One common method of lymphedema classification uses three stages based on severity. Stage I is spontaneously reversible and typically is marked by pitting edema, increase in upper-extremity girth, and heaviness. Stage II is characterized by a spongy consistency of the tissue without signs of pitting edema. Tissue fibrosis can then cause the limbs to harden and increase in size. Stage III, also called lymphostatic elephantiasis, is the most advanced stage, but is rarely seen following breast cancer treatment.

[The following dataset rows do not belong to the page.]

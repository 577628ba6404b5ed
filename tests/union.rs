use sqlweave::prelude::*;

mod common;
use common::*;

#[test]
fn union_of_two_tables() {
    let (foo, bar) = tables();
    let query = select(foo.name.as_(Label))
        .from(foo)
        .where_(foo.flag.eq(true))
        .build()
        .union_distinct(select(bar.label).from(bar).unconditionally().build());

    assert_eq!(
        query.render(Dialect::SQLite).unwrap().sql,
        r#"SELECT "tab_foo"."name" AS "label" FROM "tab_foo" WHERE "tab_foo"."flag" = ? UNION SELECT "tab_bar"."label" FROM "tab_bar""#
    );
    assert_eq!(
        query.render(Dialect::PostgreSQL).unwrap().sql,
        r#"SELECT "tab_foo"."name" AS "label" FROM "tab_foo" WHERE "tab_foo"."flag" = $1 UNION DISTINCT SELECT "tab_bar"."label" FROM "tab_bar""#
    );
    assert_eq!(query.column_names(), ["label"]);
}

#[test]
fn union_all_numbers_parameters_across_sides() {
    let (foo, bar) = tables();
    let query = select((foo.id.as_(Hits), foo.name.as_(Label)))
        .from(foo)
        .where_(foo.id.gt(1))
        .build()
        .union_all(
            select((bar.id.as_(Hits), bar.label))
                .from(bar)
                .where_(bar.amount.lt(2i64))
                .build(),
        );
    let rendered = query.render(Dialect::PostgreSQL).unwrap();
    assert_eq!(
        rendered.sql,
        r#"SELECT "tab_foo"."id" AS "hits", "tab_foo"."name" AS "label" FROM "tab_foo" WHERE "tab_foo"."id" > $1 UNION ALL SELECT "tab_bar"."id" AS "hits", "tab_bar"."label" FROM "tab_bar" WHERE "tab_bar"."amount" < $2"#
    );
    assert_eq!(rendered.params, [Value::Integer(1), Value::Integer(2)]);

    let row: (i32, String) = query
        .decode(&vec![Value::Integer(1), Value::from("x")])
        .unwrap();
    assert_eq!(row, (1, "x".to_string()));
}

#[test]
fn union_as_derived_table() {
    let (foo, bar) = tables();
    let names = select(foo.name.as_(Label))
        .from(foo)
        .unconditionally()
        .build()
        .union_all(select(bar.label).from(bar).unconditionally().build())
        .as_(Ranked);
    let label = names.col(Label);

    let query = select(count_distinct(label).as_(Total))
        .from(names)
        .unconditionally()
        .build();
    assert_eq!(
        query.to_string(),
        r#"SELECT COUNT(DISTINCT "ranked"."label") AS "total" FROM (SELECT "tab_foo"."name" AS "label" FROM "tab_foo" UNION ALL SELECT "tab_bar"."label" FROM "tab_bar") AS "ranked""#
    );
}

#[test]
fn ordering_a_union_goes_through_a_derived_table() {
    let (foo, bar) = tables();
    let names = select(foo.name.as_(Label))
        .from(foo)
        .unconditionally()
        .build()
        .union_all(select(bar.label).from(bar).unconditionally().build())
        .as_(Ranked);
    let label = names.col(Label);

    let query = select(label)
        .from(names)
        .unconditionally()
        .order_by(label.desc())
        .limit(3)
        .build();
    assert_eq!(
        query.render(Dialect::SQLite).unwrap().sql,
        r#"SELECT "ranked"."label" FROM (SELECT "tab_foo"."name" AS "label" FROM "tab_foo" UNION ALL SELECT "tab_bar"."label" FROM "tab_bar") AS "ranked" ORDER BY "ranked"."label" DESC LIMIT ?"#
    );
}

#[test]
fn union_extends_a_union() {
    let (foo, bar) = tables();
    let both = select(foo.name.as_(Label))
        .from(foo)
        .unconditionally()
        .build()
        .union_all(select(bar.label).from(bar).unconditionally().build());
    let query = both.union_distinct(
        select(foo.name.as_(Label))
            .from(foo)
            .where_(foo.flag.eq(false))
            .build(),
    );
    assert_eq!(
        query.to_string(),
        r#"SELECT "tab_foo"."name" AS "label" FROM "tab_foo" UNION ALL SELECT "tab_bar"."label" FROM "tab_bar" UNION SELECT "tab_foo"."name" AS "label" FROM "tab_foo" WHERE "tab_foo"."flag" = ?"#
    );
}

#[test]
fn ordered_select_as_derived_table() {
    let (foo, _) = tables();
    let top = select(foo.name.as_(Label))
        .from(foo)
        .unconditionally()
        .order_by(foo.score.desc())
        .limit(5)
        .build()
        .as_(Ranked);
    let label = top.col(Label);

    let query = select(count(label).as_(Total))
        .from(top)
        .unconditionally()
        .build();
    assert_eq!(
        query.to_string(),
        r#"SELECT COUNT("ranked"."label") AS "total" FROM (SELECT "tab_foo"."name" AS "label" FROM "tab_foo" ORDER BY "tab_foo"."score" DESC LIMIT ?) AS "ranked""#
    );
}
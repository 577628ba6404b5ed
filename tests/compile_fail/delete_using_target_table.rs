use sqlweave::prelude::*;

table! {
    pub struct Session("session") {
        id: Int [primary_key],
    }
}

fn main() {
    let _ = delete_from(Session::default()).using(Session::default());
}
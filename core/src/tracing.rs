//! Tracing utilities for query rendering and row decoding.
//!
//! Enable the `tracing` feature to emit events via the `tracing` crate.
//! These macros no-op when the feature is disabled, avoiding `#[cfg]` boilerplate
//! at every call site.

/// Emit a debug-level tracing event with the rendered SQL text and parameter count.
///
/// ```ignore
/// sqlweave_trace_render!(&rendered.sql, rendered.params.len(), dialect);
/// ```
macro_rules! sqlweave_trace_render {
    ($sql:expr, $param_count:expr, $dialect:expr) => {
        #[cfg(feature = "tracing")]
        ::tracing::debug!(
            sql = %$sql,
            params = $param_count,
            dialect = %$dialect,
            "sqlweave.render"
        );
    };
}

/// Emit a trace-level event when a row is decoded into a result tuple.
macro_rules! sqlweave_trace_decode {
    ($columns:expr) => {
        #[cfg(feature = "tracing")]
        ::tracing::trace!(columns = $columns, "sqlweave.decode");
    };
}

/// Emit a debug-level event when a named placeholder is bound.
macro_rules! sqlweave_trace_bind {
    ($name:expr) => {
        #[cfg(feature = "tracing")]
        ::tracing::debug!(placeholder = %$name, "sqlweave.bind");
    };
}

pub(crate) use sqlweave_trace_bind;
pub(crate) use sqlweave_trace_decode;
pub(crate) use sqlweave_trace_render;
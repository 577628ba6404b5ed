use sqlweave::prelude::*;

table! {
    pub struct Category("category") {
        id: Int [primary_key, default],
        parent_id: Nullable<Int>,
        name: Text,
    }
}

name_tag!(struct Tree = "tree"; struct Child = "child";);

fn main() {
    let category = Category::default();
    let tree = cte(Tree).as_(
        select((category.id, category.name))
            .from(category)
            .where_(category.parent_id.is_null())
            .build(),
    );
    let t = tree.table();
    let child = category.as_(Child);
    let step = select((child.col(category.id), child.col(category.name)))
        .from(t.join(child).on(child.col(category.parent_id).eq(t.col(category.id))))
        .unconditionally()
        .build();
    let tree = tree.union_all(step);

    let query = select((tree.col(category.id), tree.col(category.name)))
        .from(tree.table())
        .unconditionally()
        .build();
    let query = with(tree).query(query);
    let rendered = query.render(Dialect::PostgreSQL).unwrap();
    assert!(rendered.sql.starts_with("WITH RECURSIVE"));
}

Another commonly used approach to classifying lymphedema is the Common Terminology Criteria for Adverse Events v3.0 (CTCAE), which were developed for grading adverse events in the context of clinical trials. A key advantage of the CTCAE approach is that it includes both objective measures (interlimb discrepancy) and subjective, clinical assessments in diagnosing lymphedema. This allows for the very real possibility that a patient could have clinically meaningful, treatable lymphedema isolated to a segment of his or her limb that would not meet objective interlimb discrepancy criteria, but which could still be graded according to severity by signs and symptoms, as follows:
- Grade 1: 5% to 10% interlimb discrepancy in volume or circumference at point of greatest visible difference; swelling or obscuration of anatomic architecture on close inspection; pitting edema.
- Grade 2: More than 10% to 30% interlimb discrepancy in volume or circumference at point of greatest visible difference; readily apparent obscuration of anatomic architecture; obliteration of skin folds; readily apparent deviation from normal anatomic contour.
- Grade 3: More than 30% interlimb discrepancy in volume; lymphorrhea; gross deviation from normal anatomic contour; interfering with activities of daily living.
- Grade 4: Progression to malignancy (e.g., lymphangiosarcoma); amputation indicated; disabling lymphedema.